MATERIAL SUPPLIED Start Marker

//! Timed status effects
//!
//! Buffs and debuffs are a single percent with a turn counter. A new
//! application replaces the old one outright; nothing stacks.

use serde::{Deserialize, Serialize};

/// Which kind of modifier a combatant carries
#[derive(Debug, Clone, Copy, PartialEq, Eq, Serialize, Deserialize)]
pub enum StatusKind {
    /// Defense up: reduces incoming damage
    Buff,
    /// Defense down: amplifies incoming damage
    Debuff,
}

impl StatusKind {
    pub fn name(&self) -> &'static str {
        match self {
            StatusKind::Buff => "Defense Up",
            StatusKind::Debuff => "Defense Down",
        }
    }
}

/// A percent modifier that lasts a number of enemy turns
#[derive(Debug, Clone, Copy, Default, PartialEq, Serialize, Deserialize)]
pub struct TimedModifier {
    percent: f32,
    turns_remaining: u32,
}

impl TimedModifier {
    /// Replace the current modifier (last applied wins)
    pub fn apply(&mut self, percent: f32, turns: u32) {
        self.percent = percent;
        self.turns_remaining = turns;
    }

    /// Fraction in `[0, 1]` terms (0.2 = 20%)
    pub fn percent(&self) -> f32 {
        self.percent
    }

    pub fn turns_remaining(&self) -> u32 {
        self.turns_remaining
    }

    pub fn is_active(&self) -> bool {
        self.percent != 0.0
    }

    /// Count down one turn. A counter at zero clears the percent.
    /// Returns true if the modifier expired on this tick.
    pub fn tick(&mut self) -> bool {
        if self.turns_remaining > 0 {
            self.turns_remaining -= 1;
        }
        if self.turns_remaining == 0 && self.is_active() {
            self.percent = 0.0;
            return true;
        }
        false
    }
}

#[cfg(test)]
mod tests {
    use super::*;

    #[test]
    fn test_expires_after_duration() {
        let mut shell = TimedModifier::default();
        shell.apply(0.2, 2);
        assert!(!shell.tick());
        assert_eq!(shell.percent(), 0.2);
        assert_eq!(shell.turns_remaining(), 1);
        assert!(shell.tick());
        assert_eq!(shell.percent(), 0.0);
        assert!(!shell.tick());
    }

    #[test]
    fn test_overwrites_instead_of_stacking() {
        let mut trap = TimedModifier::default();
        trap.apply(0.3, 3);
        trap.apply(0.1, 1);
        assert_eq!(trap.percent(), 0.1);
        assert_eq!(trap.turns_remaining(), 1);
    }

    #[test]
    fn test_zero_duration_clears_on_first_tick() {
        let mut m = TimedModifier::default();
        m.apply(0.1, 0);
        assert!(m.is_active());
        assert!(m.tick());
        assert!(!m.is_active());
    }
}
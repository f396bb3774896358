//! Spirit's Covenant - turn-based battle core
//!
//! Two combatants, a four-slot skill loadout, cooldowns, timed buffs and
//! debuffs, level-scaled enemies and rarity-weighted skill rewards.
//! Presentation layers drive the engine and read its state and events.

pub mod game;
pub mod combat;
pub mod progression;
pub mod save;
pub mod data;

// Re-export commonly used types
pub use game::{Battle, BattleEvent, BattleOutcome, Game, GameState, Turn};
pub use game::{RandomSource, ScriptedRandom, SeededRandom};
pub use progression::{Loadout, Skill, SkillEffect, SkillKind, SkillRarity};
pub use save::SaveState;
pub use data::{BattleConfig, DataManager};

MATERIAL SUPPLIED End Marker
MATERIAL SUPPLIED Start Marker

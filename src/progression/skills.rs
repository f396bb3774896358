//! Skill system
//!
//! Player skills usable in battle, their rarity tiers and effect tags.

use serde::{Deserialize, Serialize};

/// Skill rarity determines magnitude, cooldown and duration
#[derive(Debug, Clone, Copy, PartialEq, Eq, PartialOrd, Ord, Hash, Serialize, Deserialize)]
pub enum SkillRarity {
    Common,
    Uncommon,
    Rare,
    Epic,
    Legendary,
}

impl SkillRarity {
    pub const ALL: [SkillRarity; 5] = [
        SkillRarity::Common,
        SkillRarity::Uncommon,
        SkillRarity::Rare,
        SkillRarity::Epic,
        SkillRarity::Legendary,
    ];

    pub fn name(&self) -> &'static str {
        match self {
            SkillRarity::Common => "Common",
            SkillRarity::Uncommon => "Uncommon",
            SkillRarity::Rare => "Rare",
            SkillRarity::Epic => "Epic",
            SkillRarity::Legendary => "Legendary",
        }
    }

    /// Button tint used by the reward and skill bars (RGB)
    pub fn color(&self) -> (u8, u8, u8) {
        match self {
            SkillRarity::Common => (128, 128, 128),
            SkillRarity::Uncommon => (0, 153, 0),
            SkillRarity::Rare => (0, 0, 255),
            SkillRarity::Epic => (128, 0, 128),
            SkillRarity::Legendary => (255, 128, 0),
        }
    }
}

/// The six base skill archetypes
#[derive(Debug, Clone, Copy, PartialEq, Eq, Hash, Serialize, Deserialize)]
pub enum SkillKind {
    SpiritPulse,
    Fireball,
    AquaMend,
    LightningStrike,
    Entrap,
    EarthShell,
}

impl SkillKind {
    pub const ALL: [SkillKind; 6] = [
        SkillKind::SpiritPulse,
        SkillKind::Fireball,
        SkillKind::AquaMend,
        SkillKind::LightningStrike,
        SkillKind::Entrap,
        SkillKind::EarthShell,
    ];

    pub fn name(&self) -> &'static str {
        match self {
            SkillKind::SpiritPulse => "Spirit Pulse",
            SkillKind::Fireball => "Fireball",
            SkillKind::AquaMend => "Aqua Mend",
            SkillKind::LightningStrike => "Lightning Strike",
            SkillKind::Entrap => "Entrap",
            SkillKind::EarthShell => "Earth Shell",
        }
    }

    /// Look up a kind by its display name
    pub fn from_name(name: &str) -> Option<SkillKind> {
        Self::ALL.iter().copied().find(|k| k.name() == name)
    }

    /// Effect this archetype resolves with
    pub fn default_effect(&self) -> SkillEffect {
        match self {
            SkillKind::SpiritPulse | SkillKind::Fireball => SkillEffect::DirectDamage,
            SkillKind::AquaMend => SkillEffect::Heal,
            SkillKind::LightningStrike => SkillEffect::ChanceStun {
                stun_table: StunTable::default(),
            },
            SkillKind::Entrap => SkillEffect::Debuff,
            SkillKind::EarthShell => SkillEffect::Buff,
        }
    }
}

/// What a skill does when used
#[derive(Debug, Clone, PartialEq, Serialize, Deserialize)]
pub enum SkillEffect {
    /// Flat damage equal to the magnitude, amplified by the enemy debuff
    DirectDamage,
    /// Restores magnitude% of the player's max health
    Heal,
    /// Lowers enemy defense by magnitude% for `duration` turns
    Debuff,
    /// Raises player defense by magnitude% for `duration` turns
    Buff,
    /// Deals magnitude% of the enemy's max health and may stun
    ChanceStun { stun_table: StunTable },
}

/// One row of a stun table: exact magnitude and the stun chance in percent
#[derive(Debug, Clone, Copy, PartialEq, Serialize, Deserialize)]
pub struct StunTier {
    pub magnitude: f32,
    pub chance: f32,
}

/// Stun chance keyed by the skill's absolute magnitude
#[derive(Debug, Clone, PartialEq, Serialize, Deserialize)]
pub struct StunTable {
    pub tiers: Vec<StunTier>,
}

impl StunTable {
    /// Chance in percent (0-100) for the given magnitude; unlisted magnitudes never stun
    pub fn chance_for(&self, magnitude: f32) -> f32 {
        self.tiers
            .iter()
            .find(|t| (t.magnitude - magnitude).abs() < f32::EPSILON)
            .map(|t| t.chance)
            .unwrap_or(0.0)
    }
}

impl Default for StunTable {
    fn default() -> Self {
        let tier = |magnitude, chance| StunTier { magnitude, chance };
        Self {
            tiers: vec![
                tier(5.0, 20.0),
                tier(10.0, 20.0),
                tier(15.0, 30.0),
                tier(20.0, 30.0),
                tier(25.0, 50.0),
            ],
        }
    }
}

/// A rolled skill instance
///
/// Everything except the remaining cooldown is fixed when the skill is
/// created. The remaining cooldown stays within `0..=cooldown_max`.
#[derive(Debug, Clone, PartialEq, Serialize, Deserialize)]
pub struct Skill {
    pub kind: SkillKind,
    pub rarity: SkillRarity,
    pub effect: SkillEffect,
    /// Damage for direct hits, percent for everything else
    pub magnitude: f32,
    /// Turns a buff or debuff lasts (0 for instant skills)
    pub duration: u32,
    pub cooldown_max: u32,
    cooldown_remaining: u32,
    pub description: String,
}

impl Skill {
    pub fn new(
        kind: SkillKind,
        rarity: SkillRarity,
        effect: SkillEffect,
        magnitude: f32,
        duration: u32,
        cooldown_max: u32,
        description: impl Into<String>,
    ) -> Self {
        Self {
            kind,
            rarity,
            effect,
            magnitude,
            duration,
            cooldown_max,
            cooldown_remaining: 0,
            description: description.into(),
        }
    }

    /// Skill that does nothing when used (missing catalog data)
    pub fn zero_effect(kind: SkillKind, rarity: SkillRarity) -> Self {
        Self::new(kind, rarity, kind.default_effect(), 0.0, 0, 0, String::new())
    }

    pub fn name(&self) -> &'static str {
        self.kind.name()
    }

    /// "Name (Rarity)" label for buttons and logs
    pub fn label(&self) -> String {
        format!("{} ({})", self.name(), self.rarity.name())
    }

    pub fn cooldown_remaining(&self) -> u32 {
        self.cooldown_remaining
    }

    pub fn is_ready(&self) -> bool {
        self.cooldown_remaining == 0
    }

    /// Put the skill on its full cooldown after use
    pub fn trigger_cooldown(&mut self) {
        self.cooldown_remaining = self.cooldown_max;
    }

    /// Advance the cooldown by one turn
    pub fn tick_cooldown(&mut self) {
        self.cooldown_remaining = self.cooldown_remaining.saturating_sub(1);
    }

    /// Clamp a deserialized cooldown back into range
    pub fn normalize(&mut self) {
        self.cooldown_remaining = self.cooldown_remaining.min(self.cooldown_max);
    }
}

MATERIAL SUPPLIED End Marker

• GOAL OF THE EXERCISE:
With "when" as the string to find, copy every line of the records that holds it.

• RESPONSE TO THE TASK:
/// What a skill does when used
/// Everything except the remaining cooldown is fixed when the skill is
    /// Skill that does nothing when used (missing catalog data)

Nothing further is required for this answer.